Olumsuz yaşam olaylarının—bir işi ya da romantik bir partneri kaybetmek—aylar ya da yıllar boyunca yıkıcı olacağını hayal ediyoruz. Bununla birlikte, insanlar bu kayıpları gerçekten yaşadıklarında, sefaletleri hayal ettiklerinden çok daha hızlı kaybolma eğilimindedir. Zor olaylara dayanma kapasitesi, savaş yoluyla yaşamak veya ciddi yaralanmaları sürdürmek gibi travmalar için de geçerlidir. Bu olaylar önemli bir ıstıraba neden olabilir ve bu kadar çok acı çeken acıyı en aza indirmek istemiyoruz. Hayatta kalanların çoğunluğu ya hemen ya da hiç ruh sağlığı ciddi bir düşüş gösteren geri sıçrama ama çalışma sonrasında çalışma gösterir. İnsanlar, bazı araştırmacıların psikolojik bağışıklık sistemi olarak adlandırdıkları şeye, en kötü durumdan bile en iyi şekilde yararlanmamızı sağlayan bir dizi bilişsel yeteneğe sahiptir.
Örneğin, romantik bir partnerle ayrıldıktan sonra, insanlar eski sevgilinin sinir bozucu alışkanlıklarına odaklanabilir veya yeni keşfedilen boş zamanlarının tadını çıkarabilir. Şimdiye kadar, tükenmişlik verildi... Pandemi, tahmin edebileceğimizden daha güçlü görünen küresel psikolojik bağışıklık sisteminin bir testi olmuştur. Tanıdık zevk kaynakları 2020 baharında buharlaştığında, insanlar yaratıcı oldular. Doğum günü partilerine, karşılıklı yardım gruplarına, eski arkadaşlarla sanal kokteyl akşamlarına ve sağlık çalışanları için gece tezahüratlarına katıldılar. Bazı insanlar pişirme konusunda çok iyiler, bazıları bu süreçte çok iyi oldu. Birçoğu sosyal goblenlerini yeniden örmenin bir yolunu buldu. Gerçekten de, birden fazla büyük veri kümesinde, yalnızlık seviyeleri, Dünyadaki yetişkinlerin % 13.8'i ile sadece mütevazı bir artış gösterdi. 2018 baharında % 11 ile karşılaştırıldığında, Nisan 2020'de her zaman, ya da sık sık yalnız hissettiğini bildiriyor.
Ancak bu geniş eğilimler ve ortalamalar, son 17 ay içinde pek çok insanın karşılaştığı gerçek mücadeleleri (muazzam acı, ezici kayıp, finansal zorluklar) silmemelidir. Örneğin, geçen baharda yalnızlığı bildiren Amerikalıların sayısındaki % 2,8'lik artış, 7 milyon insanı temsil ediyor. Pandeminin, adaletsizce hissedilen pek çok şiddeti gibi, zihinsel sağlık ücreti de eşit olarak dağıtılmadı. Erken dönemlerde, kadınlar ve küçük çocuklar, ebeveynleri de dahil olmak üzere nüfusun bazı kesimleri, genel psikolojik sıkıntıda özellikle belirgin bir artış sergilemiştir.

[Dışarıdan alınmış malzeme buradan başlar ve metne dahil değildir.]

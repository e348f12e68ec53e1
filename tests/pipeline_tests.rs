// tests/pipeline_tests.rs
use std::sync::atomic::{AtomicUsize, Ordering};
use std::sync::Arc;
use std::time::{Duration, Instant};

use chrono::NaiveDate;

use agro_scout::error::PipelineError;
use agro_scout::io::sidecar_metadata;
use agro_scout::plot::PlotDescriptor;
use agro_scout::processing::indices::IndexKind;
use agro_scout::processing::{AcquisitionScheduler, BandAlgebraEngine, DateOutcome};
use agro_scout::quality::{CloudMaskResult, QualityFilter, QualityThresholds};
use agro_scout::selection::{DateSelectorParams, SearchCache};
use agro_scout::services::{
    ImageryDownload, ImagerySearch, OutputWriter, RateLimiter, SceneRef, SearchResult,
};
use agro_scout::store::{InMemoryRecordStore, ProcessingRecordStore};
use agro_scout::raster::{BandId, BandSet, Raster};
use agro_scout::utils::retry::{run_with_retry, RetryPolicy};

fn date(y: i32, m: u32, d: u32) -> NaiveDate {
    NaiveDate::from_ymd_opt(y, m, d).unwrap()
}

fn test_plot() -> PlotDescriptor {
    PlotDescriptor {
        id: "plot-a".to_string(),
        ring: vec![
            (13.0, 45.0),
            (13.01, 45.0),
            (13.01, 45.01),
            (13.0, 45.01),
            (13.0, 45.0),
        ],
        planting: date(2024, 1, 8),
        harvest: date(2024, 3, 25),
    }
}

/// Fixed availability: one scene every `step` days across the window.
struct FixedSearch {
    dates: Vec<NaiveDate>,
    cloud_pct: f64,
    calls: AtomicUsize,
}

impl FixedSearch {
    fn every_three_days(start: NaiveDate, count: usize) -> Self {
        Self {
            dates: (0..count)
                .map(|i| start + chrono::Duration::days(3 * i as i64))
                .collect(),
            cloud_pct: 5.0,
            calls: AtomicUsize::new(0),
        }
    }
}

impl ImagerySearch for FixedSearch {
    fn search(
        &self,
        _ring: &[(f64, f64)],
        _start: NaiveDate,
        _end: NaiveDate,
        _max_cloud_pct: f64,
    ) -> Result<SearchResult, PipelineError> {
        self.calls.fetch_add(1, Ordering::SeqCst);
        Ok(self
            .dates
            .iter()
            .enumerate()
            .map(|(i, &d)| {
                (
                    d,
                    SceneRef {
                        scene_id: format!("S2-{i}"),
                        cloud_pct: self.cloud_pct,
                    },
                )
            })
            .collect())
    }
}

/// Synthesizes a scene in memory; SCL class is configurable so tests can
/// force acceptance or rejection.
struct SyntheticDownload {
    scl_class: u8,
    calls: AtomicUsize,
    fail_with_network: bool,
}

impl SyntheticDownload {
    fn clear_scenes() -> Self {
        Self {
            scl_class: 4,
            calls: AtomicUsize::new(0),
            fail_with_network: false,
        }
    }

    fn cloudy_scenes() -> Self {
        Self {
            scl_class: 9,
            calls: AtomicUsize::new(0),
            fail_with_network: false,
        }
    }

    fn failing() -> Self {
        Self {
            scl_class: 4,
            calls: AtomicUsize::new(0),
            fail_with_network: true,
        }
    }
}

impl ImageryDownload for SyntheticDownload {
    fn fetch(
        &self,
        _scene: &SceneRef,
        _ring: &[(f64, f64)],
        _date: NaiveDate,
        bands: &[BandId],
    ) -> Result<BandSet, PipelineError> {
        self.calls.fetch_add(1, Ordering::SeqCst);
        if self.fail_with_network {
            return Err(PipelineError::Network("connection reset".to_string()));
        }
        let (w, h) = (8, 8);
        let mut set = BandSet::new(w, h);
        for &band in bands {
            if band == BandId::Scl {
                set.insert_scl(Raster::new(w, h, vec![self.scl_class; w * h])?)?;
            } else {
                let dn = match band {
                    BandId::B08 => 4000.0,
                    _ => 800.0,
                };
                set.insert(band, Raster::filled(w, h, dn))?;
            }
        }
        Ok(set)
    }
}

/// Records writes without touching the filesystem.
#[derive(Default)]
struct RecordingWriter {
    calls: AtomicUsize,
}

impl OutputWriter for RecordingWriter {
    fn write(
        &self,
        plot: &PlotDescriptor,
        d: NaiveDate,
        _results: &[agro_scout::processing::IndexResult],
        _quality: &CloudMaskResult,
        _elapsed_secs: f64,
    ) -> Result<Option<std::path::PathBuf>, PipelineError> {
        self.calls.fetch_add(1, Ordering::SeqCst);
        Ok(Some(
            std::path::PathBuf::from("out").join(&plot.id).join(d.to_string()),
        ))
    }
}

struct Harness {
    scheduler: AcquisitionScheduler,
    search: Arc<FixedSearch>,
    download: Arc<SyntheticDownload>,
    writer: Arc<RecordingWriter>,
    store: Arc<InMemoryRecordStore>,
}

fn harness(search: FixedSearch, download: SyntheticDownload) -> Harness {
    let search = Arc::new(search);
    let download = Arc::new(download);
    let writer = Arc::new(RecordingWriter::default());
    let store = Arc::new(InMemoryRecordStore::new());
    let scheduler = AcquisitionScheduler::new(
        search.clone(),
        download.clone(),
        writer.clone(),
        store.clone(),
        Arc::new(SearchCache::new(24)),
        Arc::new(RateLimiter::new(2, Duration::ZERO)),
        BandAlgebraEngine::new(vec![IndexKind::Ndvi, IndexKind::Ndre]),
        QualityFilter::new(QualityThresholds::default()),
        DateSelectorParams {
            growth_stage_bias: false,
            ..DateSelectorParams::default()
        },
        RetryPolicy {
            max_attempts: 3,
            base_delay: Duration::from_millis(1),
            max_delay: Duration::from_millis(4),
        },
    );
    Harness {
        scheduler,
        search,
        download,
        writer,
        store,
    }
}

#[test]
fn end_to_end_processes_spaced_dates() {
    let h = harness(
        FixedSearch::every_three_days(date(2024, 1, 2), 10),
        SyntheticDownload::clear_scenes(),
    );
    let plot = test_plot();
    let report = h.scheduler.process_plot(&plot).unwrap();

    assert_eq!(report.candidate_dates, 10);
    assert!(report.selected_dates >= 2);
    assert_eq!(report.processed(), report.selected_dates);
    assert_eq!(report.failed(), 0);

    // Selected dates honor the 7-day spacing.
    let dates: Vec<NaiveDate> = report.outcomes.iter().map(|(d, _)| *d).collect();
    for pair in dates.windows(2) {
        assert!((pair[1] - pair[0]).num_days() >= 7);
    }

    assert_eq!(h.writer.calls.load(Ordering::SeqCst), report.processed());
    assert_eq!(h.store.committed_count(), report.processed());
    assert_eq!(h.search.calls.load(Ordering::SeqCst), 1);

    let first = dates[0];
    let stats = h.store.stats_for(&plot.id, first).unwrap();
    assert_eq!(stats.indices, vec!["NDVI".to_string(), "NDRE".to_string()]);
    assert!(stats.output_path.is_some());
}

#[test]
fn second_run_skips_committed_dates() {
    let h = harness(
        FixedSearch::every_three_days(date(2024, 1, 2), 10),
        SyntheticDownload::clear_scenes(),
    );
    let plot = test_plot();
    let first = h.scheduler.process_plot(&plot).unwrap();
    let downloads_after_first = h.download.calls.load(Ordering::SeqCst);

    let second = h.scheduler.process_plot(&plot).unwrap();
    assert_eq!(h.download.calls.load(Ordering::SeqCst), downloads_after_first);
    assert_eq!(second.processed(), 0);
    assert_eq!(second.skipped(), first.processed());
    assert!(second
        .outcomes
        .iter()
        .all(|(_, o)| matches!(o, DateOutcome::SkippedExisting)));
}

#[test]
fn search_results_are_cached_across_calls() {
    let h = harness(
        FixedSearch::every_three_days(date(2024, 1, 2), 4),
        SyntheticDownload::clear_scenes(),
    );
    let plot = test_plot();
    h.scheduler.available_dates(&plot).unwrap();
    h.scheduler.available_dates(&plot).unwrap();
    assert_eq!(h.search.calls.load(Ordering::SeqCst), 1);
}

#[test]
fn rejected_scene_is_not_committed_and_stays_retryable() {
    let h = harness(
        FixedSearch::every_three_days(date(2024, 1, 2), 4),
        SyntheticDownload::cloudy_scenes(),
    );
    let plot = test_plot();
    let report = h.scheduler.process_plot(&plot).unwrap();

    assert_eq!(report.processed(), 0);
    assert_eq!(report.rejected(), report.selected_dates);
    assert_eq!(h.store.committed_count(), 0);
    assert_eq!(h.writer.calls.load(Ordering::SeqCst), 0);

    // Rejection reports coverage figures and releases the reservation.
    let (d, outcome) = &report.outcomes[0];
    match outcome {
        DateOutcome::QualityRejected {
            cloud_coverage_pct, ..
        } => assert!(*cloud_coverage_pct > 20.0),
        other => panic!("expected QualityRejected, got {other:?}"),
    }
    assert!(h.store.try_reserve(&plot.id, *d));
}

#[test]
fn failed_download_is_retried_then_reported() {
    let h = harness(
        FixedSearch::every_three_days(date(2024, 1, 2), 1),
        SyntheticDownload::failing(),
    );
    let plot = test_plot();
    let report = h.scheduler.process_plot(&plot).unwrap();

    assert_eq!(report.selected_dates, 1);
    assert_eq!(report.failed(), 1);
    // Network errors are retryable, so the download is attempted
    // max_attempts times before giving up.
    assert_eq!(h.download.calls.load(Ordering::SeqCst), 3);
    assert_eq!(h.store.committed_count(), 0);
    assert!(h.store.try_reserve(&plot.id, report.outcomes[0].0));
}

#[test]
fn try_reserve_admits_exactly_one_worker() {
    let store = Arc::new(InMemoryRecordStore::new());
    let d = date(2024, 2, 1);
    let mut handles = Vec::new();
    for _ in 0..8 {
        let store = store.clone();
        handles.push(std::thread::spawn(move || store.try_reserve("plot-a", d)));
    }
    let wins: usize = handles
        .into_iter()
        .map(|h| h.join().unwrap() as usize)
        .sum();
    assert_eq!(wins, 1);
}

#[test]
fn released_reservation_can_be_claimed_again() {
    let store = InMemoryRecordStore::new();
    let d = date(2024, 2, 1);
    assert!(store.try_reserve("plot-a", d));
    assert!(!store.try_reserve("plot-a", d));
    store.release("plot-a", d);
    assert!(store.try_reserve("plot-a", d));
}

#[test]
fn commit_is_permanent() {
    let store = InMemoryRecordStore::new();
    let d = date(2024, 2, 1);
    assert!(store.try_reserve("plot-a", d));
    store.commit(
        "plot-a",
        d,
        agro_scout::store::ProcessingStats {
            satellite_date: d,
            indices: vec!["NDVI".to_string()],
            cloud_coverage_pct: 1.0,
            data_coverage_pct: 99.0,
            elapsed_secs: 0.1,
            output_path: None,
        },
    );
    assert!(store.exists("plot-a", d));
    // Release after commit must not reopen the key.
    store.release("plot-a", d);
    assert!(store.exists("plot-a", d));
    assert!(!store.try_reserve("plot-a", d));
}

#[test]
fn rate_limiter_spaces_admissions() {
    let limiter = RateLimiter::new(2, Duration::from_millis(40));
    let start = Instant::now();
    drop(limiter.acquire());
    drop(limiter.acquire());
    drop(limiter.acquire());
    // Three admissions need at least two spacing gaps.
    assert!(start.elapsed() >= Duration::from_millis(80));
}

#[test]
fn rate_limiter_caps_concurrency() {
    let limiter = Arc::new(RateLimiter::new(1, Duration::ZERO));
    let permit = limiter.acquire();
    let limiter2 = limiter.clone();
    let handle = std::thread::spawn(move || {
        let start = Instant::now();
        drop(limiter2.acquire());
        start.elapsed()
    });
    std::thread::sleep(Duration::from_millis(50));
    drop(permit);
    let waited = handle.join().unwrap();
    assert!(waited >= Duration::from_millis(40));
}

#[test]
fn retry_stops_after_max_attempts() {
    let policy = RetryPolicy {
        max_attempts: 3,
        base_delay: Duration::from_millis(1),
        max_delay: Duration::from_millis(4),
    };
    let attempts = AtomicUsize::new(0);
    let result: Result<(), _> = run_with_retry(&policy, "test op", || {
        attempts.fetch_add(1, Ordering::SeqCst);
        Err(PipelineError::Network("boom".to_string()))
    });
    assert!(result.is_err());
    assert_eq!(attempts.load(Ordering::SeqCst), 3);
}

#[test]
fn retry_does_not_repeat_permanent_errors() {
    let policy = RetryPolicy {
        max_attempts: 3,
        base_delay: Duration::from_millis(1),
        max_delay: Duration::from_millis(4),
    };
    let attempts = AtomicUsize::new(0);
    let result: Result<(), _> = run_with_retry(&policy, "test op", || {
        attempts.fetch_add(1, Ordering::SeqCst);
        Err(PipelineError::DataFormat("bad tiff".to_string()))
    });
    assert!(result.is_err());
    assert_eq!(attempts.load(Ordering::SeqCst), 1);
}

#[test]
fn retry_recovers_after_transient_failure() {
    let policy = RetryPolicy {
        max_attempts: 3,
        base_delay: Duration::from_millis(1),
        max_delay: Duration::from_millis(4),
    };
    let attempts = AtomicUsize::new(0);
    let result = run_with_retry(&policy, "test op", || {
        if attempts.fetch_add(1, Ordering::SeqCst) < 2 {
            Err(PipelineError::Network("boom".to_string()))
        } else {
            Ok(42)
        }
    });
    assert_eq!(result.unwrap(), 42);
    assert_eq!(attempts.load(Ordering::SeqCst), 3);
}

#[test]
fn sidecar_metadata_describes_every_index() {
    let plot = test_plot();
    let engine = BandAlgebraEngine::new(vec![
        IndexKind::Ndvi,
        IndexKind::Ndre,
        IndexKind::Msavi,
        IndexKind::Ndmi,
        IndexKind::TrueColor,
    ]);
    let download = SyntheticDownload::clear_scenes();
    let bands = engine.required_bands(true);
    let band_set = download
        .fetch(
            &SceneRef {
                scene_id: "S2-0".to_string(),
                cloud_pct: 5.0,
            },
            &plot.closed_ring(),
            date(2024, 2, 1),
            &bands,
        )
        .unwrap();

    let filter = QualityFilter::new(QualityThresholds::default());
    let mask = filter.evaluate(&band_set).unwrap();
    let (results, failures) = engine.compute(&band_set);
    assert!(failures.is_empty());
    assert_eq!(results.len(), 5);

    let metadata = sidecar_metadata(&plot, date(2024, 2, 1), &results, &mask, 1.5);
    assert_eq!(metadata["plot_id"], "plot-a");
    assert_eq!(metadata["satellite_date"], "2024-02-01");
    let indices = metadata["indices"].as_array().unwrap();
    assert_eq!(indices.len(), 5);
    for entry in indices {
        assert!(entry["formula"].as_str().unwrap().len() > 1);
        assert!(entry["stats"]["total_pixels"].as_u64().unwrap() > 0);
    }
    assert_eq!(metadata["quality"]["state"], "accepted");
}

Pandemi ilerledikçe, kalıcı zihinsel sağlık sorunları orantısız bir şekilde finansal sorunlarla karşı karşıya kalan insanları, COVID-19 ile hasta olan bireyleri ve pandemiden önce fiziksel ve zihinsel sağlık bozuklukları ile mücadele edenleri farklı etkiledi. Nüfusun bir bütün olarak dayanıklılığı, liderleri en yoğun sıkıntıya maruz kaldığı sorunlardan biri oldu. Devam eden en bu büyük sıkıntılara, risk altında olan insanlara, somut destek ve zihinsel sağlık hizmetlerine erişim sağlama sorumlulukları da hala sürüyor… Ancak çoğu insanın, pandeminin neden olduğu ani değişiklikler karşısında sergilediği şaşırtıcı esneklik kendi derslerini tutuyor. İnsanların yaşam tarzlarındaki geçici değişiklikleri—evden çalışma, seyahatten vazgeçme, hatta tecrit etme gibi—bazı politika yapıcıların varsaydığından daha iyi idare edebileceğini öğrendik.

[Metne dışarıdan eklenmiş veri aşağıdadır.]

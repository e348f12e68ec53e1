// src/config.rs
use std::fs;
use std::path::Path;

use serde::Deserialize;

use crate::error::PipelineError;
use crate::processing::indices::IndexKind;

/// Credentials for the Copernicus identity service. Username and password
/// may be left blank in the file and supplied via COPERNICUS_USERNAME /
/// COPERNICUS_PASSWORD instead.
#[derive(Debug, Clone, Deserialize)]
pub struct AuthConfig {
    #[serde(default = "default_client_id")]
    pub client_id: String,
    #[serde(default)]
    pub client_secret: String,
    #[serde(default)]
    pub username: String,
    #[serde(default)]
    pub password: String,
}

fn default_client_id() -> String {
    "cdse-public".to_string()
}

impl Default for AuthConfig {
    fn default() -> Self {
        Self {
            client_id: default_client_id(),
            client_secret: String::new(),
            username: String::new(),
            password: String::new(),
        }
    }
}

impl AuthConfig {
    /// Environment variables win over file values when set.
    pub fn apply_env_overrides(&mut self) {
        if let Ok(v) = std::env::var("COPERNICUS_USERNAME") {
            self.username = v;
        }
        if let Ok(v) = std::env::var("COPERNICUS_PASSWORD") {
            self.password = v;
        }
        if let Ok(v) = std::env::var("COPERNICUS_CLIENT_ID") {
            self.client_id = v;
        }
        if let Ok(v) = std::env::var("COPERNICUS_CLIENT_SECRET") {
            self.client_secret = v;
        }
    }
}

#[derive(Debug, Clone, Deserialize)]
pub struct ApiConfig {
    #[serde(default = "default_token_url")]
    pub token_url: String,
    #[serde(default = "default_search_url")]
    pub search_url: String,
    #[serde(default = "default_download_url")]
    pub download_url: String,
    /// Per-request timeout for imagery downloads, in seconds.
    #[serde(default = "default_download_timeout")]
    pub download_timeout_secs: u64,
}

fn default_token_url() -> String {
    "https://identity.dataspace.copernicus.eu/auth/realms/CDSE/protocol/openid-connect/token"
        .to_string()
}

fn default_search_url() -> String {
    "https://catalogue.dataspace.copernicus.eu/odata/v1/Products".to_string()
}

fn default_download_url() -> String {
    "https://sh.dataspace.copernicus.eu/api/v1/process".to_string()
}

fn default_download_timeout() -> u64 {
    30
}

impl Default for ApiConfig {
    fn default() -> Self {
        Self {
            token_url: default_token_url(),
            search_url: default_search_url(),
            download_url: default_download_url(),
            download_timeout_secs: default_download_timeout(),
        }
    }
}

#[derive(Debug, Clone, Deserialize)]
pub struct ProcessingConfig {
    /// Index names to derive per scene, case-insensitive.
    #[serde(default = "default_indices")]
    pub indices: Vec<String>,
    #[serde(default = "default_image_dim")]
    pub image_width: usize,
    #[serde(default = "default_image_dim")]
    pub image_height: usize,
}

fn default_indices() -> Vec<String> {
    ["NDVI", "NDRE", "MSAVI", "NDMI", "TrueColor"]
        .iter()
        .map(|s| s.to_string())
        .collect()
}

fn default_image_dim() -> usize {
    256
}

impl Default for ProcessingConfig {
    fn default() -> Self {
        Self {
            indices: default_indices(),
            image_width: default_image_dim(),
            image_height: default_image_dim(),
        }
    }
}

#[derive(Debug, Clone, Deserialize)]
pub struct QualityConfig {
    #[serde(default = "default_max_cloud")]
    pub max_cloud_pct: f64,
    #[serde(default = "default_min_data")]
    pub min_data_pct: f64,
    #[serde(default = "default_morph_radius")]
    pub opening_radius: usize,
    #[serde(default = "default_morph_radius")]
    pub closing_radius: usize,
}

fn default_max_cloud() -> f64 {
    20.0
}

fn default_min_data() -> f64 {
    80.0
}

fn default_morph_radius() -> usize {
    1
}

impl Default for QualityConfig {
    fn default() -> Self {
        Self {
            max_cloud_pct: default_max_cloud(),
            min_data_pct: default_min_data(),
            opening_radius: default_morph_radius(),
            closing_radius: default_morph_radius(),
        }
    }
}

#[derive(Debug, Clone, Deserialize)]
pub struct SelectionConfig {
    #[serde(default = "default_min_interval")]
    pub min_interval_days: i64,
    #[serde(default = "default_anchor_tolerance")]
    pub anchor_tolerance_days: i64,
    #[serde(default = "default_true")]
    pub growth_stage_bias: bool,
    #[serde(default = "default_cache_ttl")]
    pub cache_ttl_hours: i64,
}

fn default_min_interval() -> i64 {
    7
}

fn default_anchor_tolerance() -> i64 {
    3
}

fn default_true() -> bool {
    true
}

fn default_cache_ttl() -> i64 {
    24
}

impl Default for SelectionConfig {
    fn default() -> Self {
        Self {
            min_interval_days: default_min_interval(),
            anchor_tolerance_days: default_anchor_tolerance(),
            growth_stage_bias: default_true(),
            cache_ttl_hours: default_cache_ttl(),
        }
    }
}

#[derive(Debug, Clone, Deserialize)]
pub struct LimitsConfig {
    /// Concurrent outbound provider calls across all workers.
    #[serde(default = "default_concurrent_calls")]
    pub max_concurrent_calls: usize,
    /// Seconds between consecutive provider call admissions.
    #[serde(default = "default_request_delay")]
    pub request_delay_secs: f64,
    #[serde(default = "default_max_retries")]
    pub max_retries: u32,
    #[serde(default = "default_batch_size")]
    pub batch_size: usize,
    #[serde(default = "default_max_workers")]
    pub max_workers: usize,
    /// Worker spawning pauses while free memory is below this floor.
    #[serde(default = "default_min_free_memory")]
    pub min_free_memory_mb: u64,
}

fn default_concurrent_calls() -> usize {
    2
}

fn default_request_delay() -> f64 {
    2.0
}

fn default_max_retries() -> u32 {
    3
}

fn default_batch_size() -> usize {
    2
}

fn default_max_workers() -> usize {
    4
}

fn default_min_free_memory() -> u64 {
    512
}

impl Default for LimitsConfig {
    fn default() -> Self {
        Self {
            max_concurrent_calls: default_concurrent_calls(),
            request_delay_secs: default_request_delay(),
            max_retries: default_max_retries(),
            batch_size: default_batch_size(),
            max_workers: default_max_workers(),
            min_free_memory_mb: default_min_free_memory(),
        }
    }
}

#[derive(Debug, Clone, Deserialize)]
pub struct OutputConfig {
    #[serde(default = "default_output_dir")]
    pub directory: String,
}

fn default_output_dir() -> String {
    "output".to_string()
}

impl Default for OutputConfig {
    fn default() -> Self {
        Self {
            directory: default_output_dir(),
        }
    }
}

/// Top-level pipeline configuration, loaded from a JSON file. Every field
/// has a default so a partial or missing file still yields a runnable
/// configuration.
#[derive(Debug, Clone, Default, Deserialize)]
pub struct PipelineConfig {
    #[serde(default)]
    pub auth: AuthConfig,
    #[serde(default)]
    pub api: ApiConfig,
    #[serde(default)]
    pub processing: ProcessingConfig,
    #[serde(default)]
    pub quality: QualityConfig,
    #[serde(default)]
    pub selection: SelectionConfig,
    #[serde(default)]
    pub limits: LimitsConfig,
    #[serde(default)]
    pub output: OutputConfig,
}

impl PipelineConfig {
    pub fn from_file(path: &Path) -> Result<Self, PipelineError> {
        let raw = fs::read_to_string(path).map_err(|e| {
            PipelineError::Config(format!("cannot read {}: {e}", path.display()))
        })?;
        let mut config: PipelineConfig = serde_json::from_str(&raw)
            .map_err(|e| PipelineError::Config(format!("invalid config {}: {e}", path.display())))?;
        config.auth.apply_env_overrides();
        config.validate()?;
        Ok(config)
    }

    pub fn validate(&self) -> Result<(), PipelineError> {
        if self.processing.indices.is_empty() {
            return Err(PipelineError::Config("no indices configured".to_string()));
        }
        for name in &self.processing.indices {
            if IndexKind::parse(name).is_none() {
                return Err(PipelineError::Config(format!("unknown index '{name}'")));
            }
        }
        if self.processing.image_width == 0 || self.processing.image_height == 0 {
            return Err(PipelineError::Config(
                "image dimensions must be positive".to_string(),
            ));
        }
        if !(0.0..=100.0).contains(&self.quality.max_cloud_pct) {
            return Err(PipelineError::Config(
                "max_cloud_pct must be within 0..100".to_string(),
            ));
        }
        if !(0.0..=100.0).contains(&self.quality.min_data_pct) {
            return Err(PipelineError::Config(
                "min_data_pct must be within 0..100".to_string(),
            ));
        }
        if self.limits.batch_size == 0 || self.limits.max_workers == 0 {
            return Err(PipelineError::Config(
                "batch_size and max_workers must be positive".to_string(),
            ));
        }
        Ok(())
    }

    pub fn index_kinds(&self) -> Vec<IndexKind> {
        self.processing
            .indices
            .iter()
            .filter_map(|name| IndexKind::parse(name))
            .collect()
    }
}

Gelecekteki bir pandemi de dahil olmak üzere dünyanın bir sonraki büyük zorluklarına baktığımızda, bu zor kazanılmış dersi unutmamamız gerekiyor. Bu Bilgi, en çok etkilenen bireyleri ve toplulukları desteklesek bile, toplumlarımızın ihtiyaç duyabileceği yıkıcı, büyük, zorunlu değişiklikleri yapmamızı sağlamalıdır.